Please copy every line of the data in which the string "token" appears.
BEGIN Exercise inputs
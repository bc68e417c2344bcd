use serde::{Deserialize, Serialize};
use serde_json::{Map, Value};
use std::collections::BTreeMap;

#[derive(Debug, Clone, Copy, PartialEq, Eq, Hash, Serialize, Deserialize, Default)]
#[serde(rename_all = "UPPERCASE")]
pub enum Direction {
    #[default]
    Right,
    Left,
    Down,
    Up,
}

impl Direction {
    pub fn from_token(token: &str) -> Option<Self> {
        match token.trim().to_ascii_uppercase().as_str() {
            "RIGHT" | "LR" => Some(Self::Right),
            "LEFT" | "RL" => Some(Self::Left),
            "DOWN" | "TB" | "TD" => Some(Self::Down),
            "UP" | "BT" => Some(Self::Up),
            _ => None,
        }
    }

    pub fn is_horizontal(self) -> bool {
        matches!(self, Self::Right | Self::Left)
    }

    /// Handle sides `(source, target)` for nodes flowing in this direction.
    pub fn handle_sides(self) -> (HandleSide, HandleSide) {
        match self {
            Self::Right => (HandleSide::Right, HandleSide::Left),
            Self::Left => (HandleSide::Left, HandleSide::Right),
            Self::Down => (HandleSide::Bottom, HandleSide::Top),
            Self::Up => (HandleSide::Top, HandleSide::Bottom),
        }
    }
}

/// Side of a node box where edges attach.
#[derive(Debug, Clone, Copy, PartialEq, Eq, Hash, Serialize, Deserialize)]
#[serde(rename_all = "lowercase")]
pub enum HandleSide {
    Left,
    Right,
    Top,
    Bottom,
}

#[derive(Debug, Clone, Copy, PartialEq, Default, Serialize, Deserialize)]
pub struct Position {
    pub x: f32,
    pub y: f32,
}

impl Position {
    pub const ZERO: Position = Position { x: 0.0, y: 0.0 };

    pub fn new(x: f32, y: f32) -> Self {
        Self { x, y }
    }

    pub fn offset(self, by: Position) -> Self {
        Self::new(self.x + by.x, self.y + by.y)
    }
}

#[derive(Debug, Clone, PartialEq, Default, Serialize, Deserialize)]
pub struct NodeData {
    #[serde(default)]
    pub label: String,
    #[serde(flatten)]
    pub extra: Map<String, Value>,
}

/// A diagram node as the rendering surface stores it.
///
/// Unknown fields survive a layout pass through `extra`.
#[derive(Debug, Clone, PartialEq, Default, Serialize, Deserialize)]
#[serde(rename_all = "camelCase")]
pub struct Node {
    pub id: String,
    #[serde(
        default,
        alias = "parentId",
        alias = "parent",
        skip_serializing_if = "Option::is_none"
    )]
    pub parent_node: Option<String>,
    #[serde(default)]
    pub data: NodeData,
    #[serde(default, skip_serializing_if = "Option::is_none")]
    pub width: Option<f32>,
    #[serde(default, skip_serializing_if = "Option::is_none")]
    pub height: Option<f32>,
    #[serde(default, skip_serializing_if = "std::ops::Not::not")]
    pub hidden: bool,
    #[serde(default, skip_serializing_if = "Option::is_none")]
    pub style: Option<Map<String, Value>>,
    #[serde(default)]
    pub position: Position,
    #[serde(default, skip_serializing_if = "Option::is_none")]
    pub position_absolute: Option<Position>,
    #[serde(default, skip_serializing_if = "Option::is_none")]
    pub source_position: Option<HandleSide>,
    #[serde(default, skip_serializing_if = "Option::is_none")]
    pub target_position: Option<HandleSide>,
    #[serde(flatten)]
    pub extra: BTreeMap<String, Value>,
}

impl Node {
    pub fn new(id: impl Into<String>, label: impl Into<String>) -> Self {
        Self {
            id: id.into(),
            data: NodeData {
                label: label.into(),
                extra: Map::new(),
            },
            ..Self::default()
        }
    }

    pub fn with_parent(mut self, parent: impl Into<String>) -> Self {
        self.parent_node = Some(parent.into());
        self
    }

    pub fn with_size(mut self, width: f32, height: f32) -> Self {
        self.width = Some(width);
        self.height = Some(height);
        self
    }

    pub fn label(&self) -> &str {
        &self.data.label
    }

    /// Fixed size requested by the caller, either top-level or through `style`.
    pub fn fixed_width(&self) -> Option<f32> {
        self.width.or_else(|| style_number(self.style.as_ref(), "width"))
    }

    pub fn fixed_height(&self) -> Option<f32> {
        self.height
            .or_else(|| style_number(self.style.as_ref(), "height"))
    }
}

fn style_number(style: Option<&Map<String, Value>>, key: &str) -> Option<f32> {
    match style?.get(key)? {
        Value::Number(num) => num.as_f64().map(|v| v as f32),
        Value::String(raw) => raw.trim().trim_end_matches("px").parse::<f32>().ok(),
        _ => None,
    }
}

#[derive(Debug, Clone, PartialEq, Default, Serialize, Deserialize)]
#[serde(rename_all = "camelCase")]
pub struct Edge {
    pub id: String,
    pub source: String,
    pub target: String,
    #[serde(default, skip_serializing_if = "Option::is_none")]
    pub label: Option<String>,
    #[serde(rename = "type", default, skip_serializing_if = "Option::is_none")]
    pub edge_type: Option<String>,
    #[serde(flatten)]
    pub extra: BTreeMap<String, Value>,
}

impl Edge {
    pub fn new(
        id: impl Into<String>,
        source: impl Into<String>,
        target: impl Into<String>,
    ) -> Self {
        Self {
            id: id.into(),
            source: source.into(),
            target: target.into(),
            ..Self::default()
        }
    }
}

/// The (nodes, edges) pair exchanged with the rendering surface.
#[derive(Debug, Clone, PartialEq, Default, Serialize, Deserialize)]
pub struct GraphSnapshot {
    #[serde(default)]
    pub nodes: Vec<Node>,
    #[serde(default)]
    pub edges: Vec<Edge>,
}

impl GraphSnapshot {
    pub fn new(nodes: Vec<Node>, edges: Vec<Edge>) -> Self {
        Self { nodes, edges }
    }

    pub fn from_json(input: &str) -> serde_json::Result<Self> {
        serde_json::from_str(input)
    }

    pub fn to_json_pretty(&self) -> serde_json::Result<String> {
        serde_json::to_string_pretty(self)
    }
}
END Exercise inputs
Output below ▸
    pub fn from_token(token: &str) -> Option<Self> {
        match token.trim().to_ascii_uppercase().as_str() {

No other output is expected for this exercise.